I want to test for the use of a constant in a source file and if it is used, stop compilation.
The constant in question is defined in a generic driver file which a number of driver implementations inherit from. However, it's use has been deprecated so subsequent updates to each drivers should switch to using a new method call and not the use of this const value.
This doesn't work obviously
#ifdef CONST_VAR
#error "custom message"
#endif
How can I do this elegantly? As It's an int, I can define CONST_VAR as a string and let it fail, but that might make it difficult for developers to understand what actually went wrong. I was hoping for a nice #error type message.
Any suggestions?
The Poison answer here is excellent. However for older versions of VC++ which don't support [[deprecated]] I found the following works.
Use [[deprecated]]
(C++14 compilers) or __declspec(deprecated)
To treat this warning as an error in a compilation unit, put the following pragma near the top of the source file.

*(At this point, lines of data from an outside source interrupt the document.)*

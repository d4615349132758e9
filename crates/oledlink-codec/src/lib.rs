//! Telemetry snapshot parsing and the display's wire line format.

pub mod frame;
pub mod wire;

pub use frame::{decode, DecodeError, TelemetryFrame, SNAPSHOT_CAPACITY};
pub use wire::{encode, WireLine, FALLBACK_LINE, LINE_SENTINEL};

#pragma warning(error: 4996)
e.g.
const int __declspec(deprecated) CLEAR_SOURCE = 0;
const int __declspec(deprecated("Use of this constant is deprecated. Use ClearFunc() instead. See: foobar.h"));
AFAIK, there's no standard way to do this, but gcc and clang's preprocessors have #pragma poison
which allows you to do just that -- you declare certain preprocessor tokens (identifiers, macros) as poisoned and if they're encountered while preprocessing, compilation aborts.
#define foo
#pragma GCC poison printf sprintf fprintf foo
int main()
{
sprintf(some_string, "hello"); //aborts compilation
foo; //ditto
}
For warnings/errors after preprocessing, you can use C++14's [[deprecated]] attribute, whose warnings you can turn into errors with clang/gcc's -Werror=deprecated-declarations
.
int foo [[deprecated]];
[[deprecated]] int bar ();
int main()
{
return bar()+foo;
}
This second approach obviously won't work for on preprocessor macros.